═════ Data excerpts
// ============================================================================
// Generate
// ============================================================================

/// A generate block.
#[derive(Debug, Clone, Serialize, Deserialize)]
pub enum GenerateBlock {
    /// A `for` generate loop.
    For {
        /// The loop variable initialization (e.g., `i = 0`).
        init: Box<Statement>,
        /// The loop condition.
        condition: Expr,
        /// The loop increment (e.g., `i = i + 1`).
        step: Box<Statement>,
        /// Optional block label.
        label: Option<Ident>,
        /// Items in the generate body.
        items: Vec<ModuleItem>,
        /// Source span.
        span: Span,
    },
    /// An `if` generate conditional.
    If {
        /// The condition expression.
        condition: Expr,
        /// Items in the `then` branch.
        then_items: Vec<ModuleItem>,
        /// Items in the `else` branch.
        else_items: Vec<ModuleItem>,
        /// Source span.
        span: Span,
    },
}

// ============================================================================
// Function / Task
// ============================================================================

/// A function declaration.
#[derive(Debug, Clone, Serialize, Deserialize)]
pub struct FunctionDecl {
    /// Whether this is `automatic`.
    pub automatic: bool,
    /// Whether the return type is `signed`.
    pub signed: bool,
    /// Optional return type range.
    pub range: Option<Range>,
    /// The function name.
    pub name: Ident,
    /// Input declarations (functions can only have inputs).
    pub inputs: Vec<PortDecl>,
    /// Local declarations inside the function.
    pub decls: Vec<ModuleItem>,
    /// The function body statements.
    pub body: Vec<Statement>,
    /// Source span.
    pub span: Span,
}

/// A task declaration.
#[derive(Debug, Clone, Serialize, Deserialize)]
pub struct TaskDecl {
    /// Whether this is `automatic`.
    pub automatic: bool,
    /// The task name.
    pub name: Ident,
    /// Port declarations.
    pub ports: Vec<PortDecl>,
    /// Local declarations inside the task.
    pub decls: Vec<ModuleItem>,
    /// The task body statements.
    pub body: Vec<Statement>,
    /// Source span.
    pub span: Span,
}

// ============================================================================
// Statements
// ============================================================================

/// A statement in a procedural block (always, initial, function, task).
#[derive(Debug, Clone, Serialize, Deserialize)]
pub enum Statement {
    /// A blocking assignment (e.g., `a = b;`).
    Blocking {
        /// Target expression.
        target: Expr,
        /// Value expression.
        value: Expr,
        /// Source span.
        span: Span,
    },
    /// A non-blocking assignment (e.g., `q <= d;`).
    NonBlocking {
        /// Target expression.
        target: Expr,
        /// Value expression.
        value: Expr,
        /// Source span.
        span: Span,
    },
    /// A `begin ... end` block, optionally labeled.
    Block {
        /// Optional block label.
        label: Option<Ident>,
        /// Block declarations (for named blocks).
        decls: Vec<ModuleItem>,
        /// Statements in the block.
        stmts: Vec<Statement>,
        /// Source span.
        span: Span,
    },
    /// An `if` statement.
    If {
        /// The condition expression.
        condition: Expr,
        /// The `then` branch statement.
        then_stmt: Box<Statement>,
        /// Optional `else` branch statement.
        else_stmt: Option<Box<Statement>>,
        /// Source span.
        span: Span,
    },
    /// A `case`, `casex`, or `casez` statement.
    Case {
        /// The case kind (`case`, `casex`, or `casez`).
        kind: CaseKind,
        /// The expression being matched.
        expr: Expr,
        /// The case arms.
        arms: Vec<CaseArm>,
        /// Source span.
        span: Span,
    },
    /// A `for` loop.
    For {
        /// The initialization statement.
        init: Box<Statement>,
        /// The loop condition.
        condition: Expr,
        /// The increment statement.
        step: Box<Statement>,
        /// The loop body.
        body: Box<Statement>,
        /// Source span.
        span: Span,
    },
    /// A `while` loop.
    While {
        /// The condition expression.
        condition: Expr,
        /// The loop body.
        body: Box<Statement>,
        /// Source span.
        span: Span,
    },
    /// A `forever` loop.
    Forever {
        /// The loop body.
        body: Box<Statement>,
        /// Source span.
        span: Span,
    },
    /// A `repeat` loop.
    Repeat {
        /// Number of repetitions.
        count: Expr,
        /// The loop body.
        body: Box<Statement>,
        /// Source span.
        span: Span,
    },
    /// A `wait` statement.
    Wait {
        /// The condition to wait for.
        condition: Expr,
        /// Optional body statement.
        body: Option<Box<Statement>>,
        /// Source span.
        span: Span,
    },
    /// An event control statement (e.g., `@(posedge clk)`).
    EventControl {
        /// The sensitivity list.
        sensitivity: SensitivityList,
        /// The controlled statement.
        body: Box<Statement>,
        /// Source span.
        span: Span,
    },
    /// A delay control (e.g., `#10 stmt;`).
    Delay {
        /// The delay expression.
        delay: Expr,
        /// The delayed statement.
        body: Box<Statement>,
        /// Source span.
        span: Span,
    },
    /// A task call (e.g., `my_task(a, b);`).
    TaskCall {
        /// The task name expression.
        name: Expr,
        /// Optional arguments.
        args: Vec<Expr>,
        /// Source span.
        span: Span,
    },
    /// A system task call (e.g., `$display("hello");`).
    SystemTaskCall {
        /// The system task name (e.g., `$display`).
        name: Ident,
        /// Arguments.
        args: Vec<Expr>,
        /// Source span.
        span: Span,
    },
    /// A `disable` statement (e.g., `disable block_name;`).
    Disable {
        /// The block or task name to disable.
        name: Ident,
        /// Source span.
        span: Span,
    },
    /// A null statement (lone `;`).
    Null {
        /// Source span.
        span: Span,
    },
    /// An error node produced during error recovery.
    Error(Span),
}

/// The kind of case statement.
#[derive(Debug, Clone, Copy, PartialEq, Eq, Serialize, Deserialize)]
pub enum CaseKind {
    /// Standard `case` (exact match).
    Case,
    /// `casex` (treats x and z as don't-care in both operands).
    Casex,
    /// `casez` (treats z as don't-care).
    Casez,
}

/// A single arm in a case statement.
#[derive(Debug, Clone, Serialize, Deserialize)]
pub struct CaseArm {
    /// The match expressions, or empty for `default`.
    pub patterns: Vec<Expr>,
    /// Whether this is the `default` arm.
    pub is_default: bool,
    /// The body statement.
    pub body: Statement,
    /// Source span.
    pub span: Span,
}

// ============================================================================
// Sensitivity list
// ============================================================================

/// A sensitivity list for an event control.
#[derive(Debug, Clone, Serialize, Deserialize)]
pub enum SensitivityList {
    /// `@*` or `@(*)` — implicit sensitivity to all read signals.
    Star,
    /// An explicit list of sensitivity items separated by `or` or `,`.
    List(Vec<SensitivityItem>),
}

/// A single item in a sensitivity list.
#[derive(Debug, Clone, Serialize, Deserialize)]
pub struct SensitivityItem {
    /// Optional edge specifier.
    pub edge: Option<EdgeKind>,
    /// The signal expression.
    pub signal: Expr,
    /// Source span.
    pub span: Span,
}

/// An edge specifier in a sensitivity list or event expression.
#[derive(Debug, Clone, Copy, PartialEq, Eq, Serialize, Deserialize)]
pub enum EdgeKind {
    /// `posedge`
    Posedge,
    /// `negedge`
    Negedge,
}

// ============================================================================
// Ranges
// ============================================================================

/// A bit range (e.g., `[7:0]`) or array dimension.
#[derive(Debug, Clone, Serialize, Deserialize)]
pub struct Range {
    /// The MSB (left) expression.
    pub msb: Expr,
    /// The LSB (right) expression.
    pub lsb: Expr,
    /// Source span.
    pub span: Span,
}

// ============================================================================
// Expressions
// ============================================================================

/// An expression node in the Verilog AST.
#[derive(Debug, Clone, Serialize, Deserialize)]
pub enum Expr {
    /// A simple identifier.
    Identifier {
        /// The interned identifier.
        name: Ident,
        /// Source span.
        span: Span,
    },
    /// A hierarchical name (e.g., `u1.data`, `top.sub.sig`).
    HierarchicalName {
        /// The parts of the dotted name.
        parts: Vec<Ident>,
        /// Source span.
        span: Span,
    },
    /// A numeric literal (integer, sized, based).
    Literal {
        /// Source span (value extracted from source text).
        span: Span,
    },
    /// A real literal.
    RealLiteral {
        /// Source span.
        span: Span,
    },
    /// A string literal.
    StringLiteral {
        /// Source span.
        span: Span,
    },
    /// A bit/part select (e.g., `data[7]`, `data[7:0]`).
    Index {
        /// The base expression.
        base: Box<Expr>,
        /// The index expression.
        index: Box<Expr>,
        /// Source span.
        span: Span,
    },
    /// A range select (e.g., `data[7:0]`).
    RangeSelect {
        /// The base expression.
        base: Box<Expr>,
        /// The MSB expression.
        msb: Box<Expr>,
        /// The LSB expression.
        lsb: Box<Expr>,
        /// Source span.
        span: Span,
    },
    /// An indexed part select (e.g., `data[i+:4]` or `data[i-:4]`).
    PartSelect {
        /// The base expression.
        base: Box<Expr>,
        /// The starting index expression.
        index: Box<Expr>,
        /// Whether ascending (`true` for `+:`) or descending (`false` for `-:`).
        ascending: bool,
        /// The width expression.
        width: Box<Expr>,
        /// Source span.
        span: Span,
    },
    /// A concatenation (e.g., `{a, b, c}`).
    Concat {
        /// The concatenated expressions.
        elements: Vec<Expr>,
        /// Source span.
        span: Span,
    },
    /// A replication (e.g., `{3{a}}`).
    Repeat {
        /// The repetition count expression.
        count: Box<Expr>,
        /// The concatenation to repeat.
        elements: Vec<Expr>,
        /// Source span.
        span: Span,
    },
    /// A unary operation.
    Unary {
        /// The operator.
        op: UnaryOp,
        /// The operand.
        operand: Box<Expr>,
        /// Source span.
        span: Span,
    },
    /// A binary operation.
    Binary {
        /// Left operand.
        left: Box<Expr>,
        /// The operator.
        op: BinaryOp,
        /// Right operand.
        right: Box<Expr>,
        /// Source span.
        span: Span,
    },
    /// A ternary conditional expression (e.g., `sel ? a : b`).
    Ternary {
        /// The condition.
        condition: Box<Expr>,
        /// The true-branch expression.
        then_expr: Box<Expr>,
        /// The false-branch expression.
        else_expr: Box<Expr>,
        /// Source span.
        span: Span,
    },
    /// A function call (e.g., `clog2(WIDTH)`).
    FuncCall {
        /// The function name.
        name: Box<Expr>,
        /// The arguments.
        args: Vec<Expr>,
        /// Source span.
        span: Span,
    },
    /// A system function call (e.g., `$clog2(WIDTH)`).
    SystemCall {
        /// The system function name (e.g., `$clog2`).
        name: Ident,
        /// The arguments.
        args: Vec<Expr>,
        /// Source span.
        span: Span,
    },
    /// A parenthesized expression.
    Paren {
        /// The inner expression.
        inner: Box<Expr>,
        /// Source span.
        span: Span,
    },
    /// An error node produced during error recovery.
    Error(Span),
}

impl Expr {
    /// Returns the source span of this expression.
    pub fn span(&self) -> Span {
        match self {
            Expr::Identifier { span, .. }
            | Expr::HierarchicalName { span, .. }
            | Expr::Literal { span }
            | Expr::RealLiteral { span }
            | Expr::StringLiteral { span }
            | Expr::Index { span, .. }
            | Expr::RangeSelect { span, .. }
            | Expr::PartSelect { span, .. }
            | Expr::Concat { span, .. }
            | Expr::Repeat { span, .. }
            | Expr::Unary { span, .. }
            | Expr::Binary { span, .. }
            | Expr::Ternary { span, .. }
            | Expr::FuncCall { span, .. }
            | Expr::SystemCall { span, .. }
            | Expr::Paren { span, .. }
            | Expr::Error(span) => *span,
        }
    }
}

/// A unary operator.
#[derive(Debug, Clone, Copy, PartialEq, Eq, Serialize, Deserialize)]
pub enum UnaryOp {
    /// `+` (unary plus)
    Plus,
    /// `-` (unary minus)
    Minus,
    /// `!` (logical NOT)
    LogNot,
    /// `~` (bitwise NOT)
    BitNot,
    /// `&` (reduction AND)
    RedAnd,
    /// `~&` (reduction NAND)
    RedNand,
    /// `|` (reduction OR)
    RedOr,
    /// `~|` (reduction NOR)
    RedNor,
    /// `^` (reduction XOR)
    RedXor,
    /// `~^` or `^~` (reduction XNOR)
    RedXnor,
}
══════════
# [About this task]
The answer should be only the number of lines in the data that include "SensitivityItem".

# [Response to this exercise]
2